*INSTRUCTIONS TO FOLLOW*: Only these lines are needed: the first line of the entries below through the line with "pub fn config()", each returned exactly.

*RAW DATA*:
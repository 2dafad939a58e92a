use std::sync::Arc;

use axum::{Json, extract::State, http::StatusCode};
use serde::Serialize;

use crate::AppState;
use crate::store::{Connector, StoreClient};

#[derive(Debug, Serialize)]
pub struct HealthCheckResponse {
    status: String,
    database: String,
}

pub async fn health_check<K: Connector>(
    State(state): State<Arc<AppState<K>>>,
) -> (StatusCode, Json<HealthCheckResponse>) {
    let database = match state.connection.current_connection() {
        None => "disconnected",
        Some(client) => match client.ping().await {
            Ok(()) => "connected",
            Err(e) => {
                tracing::warn!("Health check ping failed: {}", e);
                "unreachable"
            }
        },
    };

    let (code, status) = if database == "connected" {
        (StatusCode::OK, "ok")
    } else {
        (StatusCode::SERVICE_UNAVAILABLE, "degraded")
    };
    let response = HealthCheckResponse {
        status: status.to_string(),
        database: database.to_string(),
    };
    (code, Json(response))
}
#![allow(dead_code)]

use docdb_helper::config::DatabaseConfig;
use docdb_helper::db_helper;
use docdb_helper::store::StoreDatabase;
use mongodb::bson::{Document, doc, oid::ObjectId};

pub fn oid(hex: &str) -> ObjectId {
    ObjectId::parse_str(hex).unwrap()
}

pub fn test_insert() -> Vec<Document> {
    vec![
        doc! {
            "_id": oid("5f99562a09aef91cd19fbb93"),
            "name": "App1",
            "description": "Test",
            "owner": "1LZe3AUYQC4aT5YWLhgEcH1nLLdoKNBi9t",
        },
        doc! {
            "_id": oid("5fa25bf73ba9312a4d83712d"),
            "name": "App1",
            "description": "Test",
            "owner": "1LZe3AUYQC4aT5YWLhgEcH1nLLdoKNBi9u",
        },
        doc! {
            "_id": oid("5fb48e724b82682e2bd22269"),
            "name": "App2",
            "description": "Test3",
            "owner": "1LZe3AUYQC4aT5YWLhgEcH1nLLdoKNBi9w",
        },
        doc! {
            "_id": oid("5fec239ec4ef4d416e70ac61"),
            "name": "App3",
            "description": "Test3",
            "owner": "1LZe3AUYQC4aT5YWLhgEcH1nLLdoKNBi9x",
        },
    ]
}

pub fn config() -> DatabaseConfig {
    DatabaseConfig::default()
}

/// Drop the collection and load the four fixture documents into it.
pub async fn reset_collection<D: StoreDatabase>(database: &D, collection: &str) {
    db_helper::drop_collection(database, collection).await.unwrap();
    db_helper::insert_many_to_database(database, collection, test_insert())
        .await
        .unwrap();
}
mod common;

use common::{config, oid, reset_collection, test_insert};
use docdb_helper::DbError;
use docdb_helper::connection::ConnectionManager;
use docdb_helper::db_helper::*;
use docdb_helper::store::memory::{MemoryConnector, MemoryDatabase};
use docdb_helper::store::{FindOneAndUpdateOptions, FindOptions, StoreClient};
use mongodb::bson::{Bson, doc};

/// Open a fresh store and seed the apps information collection.
async fn apps_global() -> (MemoryDatabase, String) {
    let manager = ConnectionManager::new(MemoryConnector::new());
    manager.initiate().await.unwrap();
    let client = manager.current_connection().unwrap();

    let settings = config().apps_global;
    let database = client.database(&settings.database);
    reset_collection(&database, &settings.apps_information).await;
    (database, settings.apps_information)
}

async fn local() -> (MemoryDatabase, String) {
    let client = ConnectionManager::new(MemoryConnector::new())
        .initiate()
        .await
        .unwrap();
    let settings = config().local;
    let database = client.database(&settings.database);
    reset_collection(&database, &settings.logged_users).await;
    (database, settings.logged_users)
}

fn strings(values: &[&str]) -> Vec<Bson> {
    values.iter().map(|v| Bson::String(v.to_string())).collect()
}

#[tokio::test]
async fn test_distinct_without_filter() {
    for (database, collection) in [local().await, apps_global().await] {
        let values = distinct_database(&database, &collection, "description", None)
            .await
            .unwrap();
        assert_eq!(values, strings(&["Test", "Test3"]));
    }
}

#[tokio::test]
async fn test_distinct_with_filter() {
    for (database, collection) in [local().await, apps_global().await] {
        let values = distinct_database(
            &database,
            &collection,
            "description",
            Some(doc! { "name": "App1" }),
        )
        .await
        .unwrap();
        assert_eq!(values, strings(&["Test"]));
    }
}

#[tokio::test]
async fn test_distinct_unknown_field_or_empty_match() {
    let (database, collection) = apps_global().await;
    let values = distinct_database(&database, &collection, "test", None)
        .await
        .unwrap();
    assert!(values.is_empty());

    let values = distinct_database(
        &database,
        &collection,
        "description",
        Some(doc! { "name": "Nope" }),
    )
    .await
    .unwrap();
    assert!(values.is_empty());
}

#[tokio::test]
async fn test_find_one_without_projection() {
    let (database, collection) = apps_global().await;
    let found = find_one_in_database(&database, &collection, doc! { "name": "App1" }, None)
        .await
        .unwrap();
    assert_eq!(found, Some(test_insert()[0].clone()));
}

#[tokio::test]
async fn test_find_one_with_projection() {
    let (database, collection) = apps_global().await;
    let found = find_one_in_database(
        &database,
        &collection,
        doc! { "name": "App1" },
        Some(doc! { "_id": 0, "name": 1, "owner": 1 }),
    )
    .await
    .unwrap()
    .unwrap();
    assert_eq!(
        found,
        doc! { "name": "App1", "owner": "1LZe3AUYQC4aT5YWLhgEcH1nLLdoKNBi9t" }
    );
    assert_eq!(found.len(), 2);
}

#[tokio::test]
async fn test_find_one_no_match_is_none() {
    let (database, collection) = apps_global().await;
    let found = find_one_in_database(&database, &collection, doc! { "name": "Test1234" }, None)
        .await
        .unwrap();
    assert!(found.is_none());
}

fn new_description() -> mongodb::bson::Document {
    doc! { "$set": { "description": "New Description", "owner": "1SZe3AUYQC4aT5YWLhgEcH1nLLdoKNSi9a" } }
}

fn updated_app1() -> mongodb::bson::Document {
    doc! {
        "_id": oid("5f99562a09aef91cd19fbb93"),
        "name": "App1",
        "description": "New Description",
        "owner": "1SZe3AUYQC4aT5YWLhgEcH1nLLdoKNSi9a",
    }
}

#[tokio::test]
async fn test_find_one_and_update_returns_previous_by_default() {
    let (database, collection) = apps_global().await;
    let query = doc! { "_id": oid("5f99562a09aef91cd19fbb93") };

    let response = find_one_and_update_in_database(
        &database,
        &collection,
        query.clone(),
        new_description(),
        None,
    )
    .await
    .unwrap();
    assert!(response.ok);
    assert_eq!(response.value, Some(test_insert()[0].clone()));

    let stored = find_one_in_database(&database, &collection, query, None)
        .await
        .unwrap();
    assert_eq!(stored, Some(updated_app1()));
}

#[tokio::test]
async fn test_find_one_and_update_returns_new_document() {
    let (database, collection) = apps_global().await;
    let response = find_one_and_update_in_database(
        &database,
        &collection,
        doc! { "_id": oid("5f99562a09aef91cd19fbb93") },
        new_description(),
        Some(FindOneAndUpdateOptions::return_after()),
    )
    .await
    .unwrap();
    assert!(response.ok);
    assert_eq!(response.value, Some(updated_app1()));
}

#[tokio::test]
async fn test_find_one_and_update_missing_document() {
    let (database, collection) = apps_global().await;
    let response = find_one_and_update_in_database(
        &database,
        &collection,
        doc! { "_id": oid("5f91562a011ef91cd19fbb93") },
        new_description(),
        None,
    )
    .await
    .unwrap();
    assert!(response.ok);
    assert!(response.value.is_none());
    assert_eq!(
        count_in_database(&database, &collection, doc! { "description": "New Description" })
            .await
            .unwrap(),
        0
    );
}

#[tokio::test]
async fn test_find_one_and_update_rejects_malformed_update() {
    let (database, collection) = apps_global().await;
    let err = find_one_and_update_in_database(
        &database,
        &collection,
        doc! { "name": "App1" },
        doc! { "$frobnicate": { "name": "x" } },
        None,
    )
    .await
    .unwrap_err();
    assert!(matches!(err, DbError::InvalidExpression(_)));
}

#[tokio::test]
async fn test_insert_one_round_trip() {
    let (database, collection) = apps_global().await;
    let document = doc! {
        "_id": oid("4f99562a09aef92cd1afbe93"),
        "name": "App5",
        "description": "Test3",
        "owner": "1SZe3AUYQC4aT5Y0LhgEcH2nLLdoKNSi9e",
    };

    let response = insert_one_to_database(&database, &collection, document.clone())
        .await
        .unwrap();
    assert!(response.acknowledged);
    assert_eq!(response.inserted_id, Bson::ObjectId(oid("4f99562a09aef92cd1afbe93")));

    let stored = find_one_in_database(
        &database,
        &collection,
        doc! { "_id": oid("4f99562a09aef92cd1afbe93") },
        None,
    )
    .await
    .unwrap();
    assert_eq!(stored, Some(document));
}

#[tokio::test]
async fn test_insert_one_assigns_identifier() {
    let (database, collection) = apps_global().await;
    let response = insert_one_to_database(&database, &collection, doc! { "name": "App6" })
        .await
        .unwrap();
    let stored = find_one_in_database(
        &database,
        &collection,
        doc! { "_id": response.inserted_id.clone() },
        None,
    )
    .await
    .unwrap()
    .unwrap();
    assert_eq!(stored.get_str("name").unwrap(), "App6");
}

#[tokio::test]
async fn test_insert_one_duplicate_identifier() {
    let (database, collection) = apps_global().await;
    let err = insert_one_to_database(&database, &collection, test_insert()[2].clone())
        .await
        .unwrap_err();
    assert!(err.is_duplicate_key());
    assert_eq!(count_in_database(&database, &collection, doc! {}).await.unwrap(), 4);
}

#[tokio::test]
async fn test_find_in_database_with_options() {
    let (database, collection) = apps_global().await;
    let found = find_in_database(
        &database,
        &collection,
        doc! { "description": "Test3" },
        Some(FindOptions {
            projection: Some(doc! { "_id": 0, "name": 1 }),
            limit: None,
        }),
    )
    .await
    .unwrap();
    assert_eq!(found, vec![doc! { "name": "App2" }, doc! { "name": "App3" }]);
}

#[tokio::test]
async fn test_update_and_remove_helpers() {
    let (database, collection) = apps_global().await;

    let outcome = update_one_in_database(
        &database,
        &collection,
        doc! { "name": "App1" },
        doc! { "$set": { "height": 1 } },
        false,
    )
    .await
    .unwrap();
    assert_eq!((outcome.matched_count, outcome.modified_count), (1, 1));

    let outcome = update_in_database(
        &database,
        &collection,
        doc! { "description": "Test3" },
        doc! { "$set": { "expired": true } },
        false,
    )
    .await
    .unwrap();
    assert_eq!(outcome.modified_count, 2);

    let removed = find_one_and_delete_in_database(&database, &collection, doc! { "name": "App3" })
        .await
        .unwrap();
    let mut expected = test_insert()[3].clone();
    expected.insert("expired", true);
    assert!(removed.ok);
    assert_eq!(removed.value, Some(expected));

    let outcome = remove_documents_from_collection(&database, &collection, doc! { "name": "App1" })
        .await
        .unwrap();
    assert_eq!(outcome.deleted_count, 2);
    assert_eq!(count_in_database(&database, &collection, doc! {}).await.unwrap(), 1);
}

#[tokio::test]
async fn test_operations_fail_after_connection_lost() {
    let manager = ConnectionManager::new(MemoryConnector::new());
    let client = manager.initiate().await.unwrap();
    let database = client.database("globaldb");
    reset_collection(&database, "appsinformation").await;

    manager.close().await;
    let err = find_one_in_database(&database, "appsinformation", doc! {}, None)
        .await
        .unwrap_err();
    assert!(err.is_connectivity());
}

#[tokio::test]
async fn test_find_one_and_update_rejects_increment_overflow() {
    let (database, collection) = apps_global().await;
    insert_one_to_database(&database, &collection, doc! { "_id": 1, "hits": i64::MAX })
        .await
        .unwrap();

    let err = find_one_and_update_in_database(
        &database,
        &collection,
        doc! { "_id": 1 },
        doc! { "$inc": { "hits": 1_i64 } },
        None,
    )
    .await
    .unwrap_err();
    assert!(matches!(err, DbError::InvalidExpression(_)));

    let stored = find_one_in_database(&database, &collection, doc! { "_id": 1 }, None)
        .await
        .unwrap();
    assert_eq!(stored, Some(doc! { "_id": 1, "hits": i64::MAX }));
}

*EXERCISE RESPONSE*:
repository 2dafad939a58e92a
use std::sync::Arc;

use axum::{Json, extract::State, http::StatusCode};
use serde::Serialize;

use crate::AppState;
use crate::store::{Connector, StoreClient};

#[derive(Debug, Serialize)]
pub struct HealthCheckResponse {
    status: String,
    database: String,
}

pub async fn health_check<K: Connector>(
    State(state): State<Arc<AppState<K>>>,
) -> (StatusCode, Json<HealthCheckResponse>) {
    let database = match state.connection.current_connection() {
        None => "disconnected",
        Some(client) => match client.ping().await {
            Ok(()) => "connected",
            Err(e) => {
                tracing::warn!("Health check ping failed: {}", e);
                "unreachable"
            }
        },
    };

    let (code, status) = if database == "connected" {
        (StatusCode::OK, "ok")
    } else {
        (StatusCode::SERVICE_UNAVAILABLE, "degraded")
    };
    let response = HealthCheckResponse {
        status: status.to_string(),
        database: database.to_string(),
    };
    (code, Json(response))
}
#![allow(dead_code)]

use docdb_helper::config::DatabaseConfig;
use docdb_helper::db_helper;
use docdb_helper::store::StoreDatabase;
use mongodb::bson::{Document, doc, oid::ObjectId};

pub fn oid(hex: &str) -> ObjectId {
    ObjectId::parse_str(hex).unwrap()
}

pub fn test_insert() -> Vec<Document> {
    vec![
        doc! {
            "_id": oid("5f99562a09aef91cd19fbb93"),
            "name": "App1",
            "description": "Test",
            "owner": "1LZe3AUYQC4aT5YWLhgEcH1nLLdoKNBi9t",
        },
        doc! {
            "_id": oid("5fa25bf73ba9312a4d83712d"),
            "name": "App1",
            "description": "Test",
            "owner": "1LZe3AUYQC4aT5YWLhgEcH1nLLdoKNBi9u",
        },
        doc! {
            "_id": oid("5fb48e724b82682e2bd22269"),
            "name": "App2",
            "description": "Test3",
            "owner": "1LZe3AUYQC4aT5YWLhgEcH1nLLdoKNBi9w",
        },
        doc! {
            "_id": oid("5fec239ec4ef4d416e70ac61"),
            "name": "App3",
            "description": "Test3",
            "owner": "1LZe3AUYQC4aT5YWLhgEcH1nLLdoKNBi9x",
        },
    ]
}

pub fn config() -> DatabaseConfig {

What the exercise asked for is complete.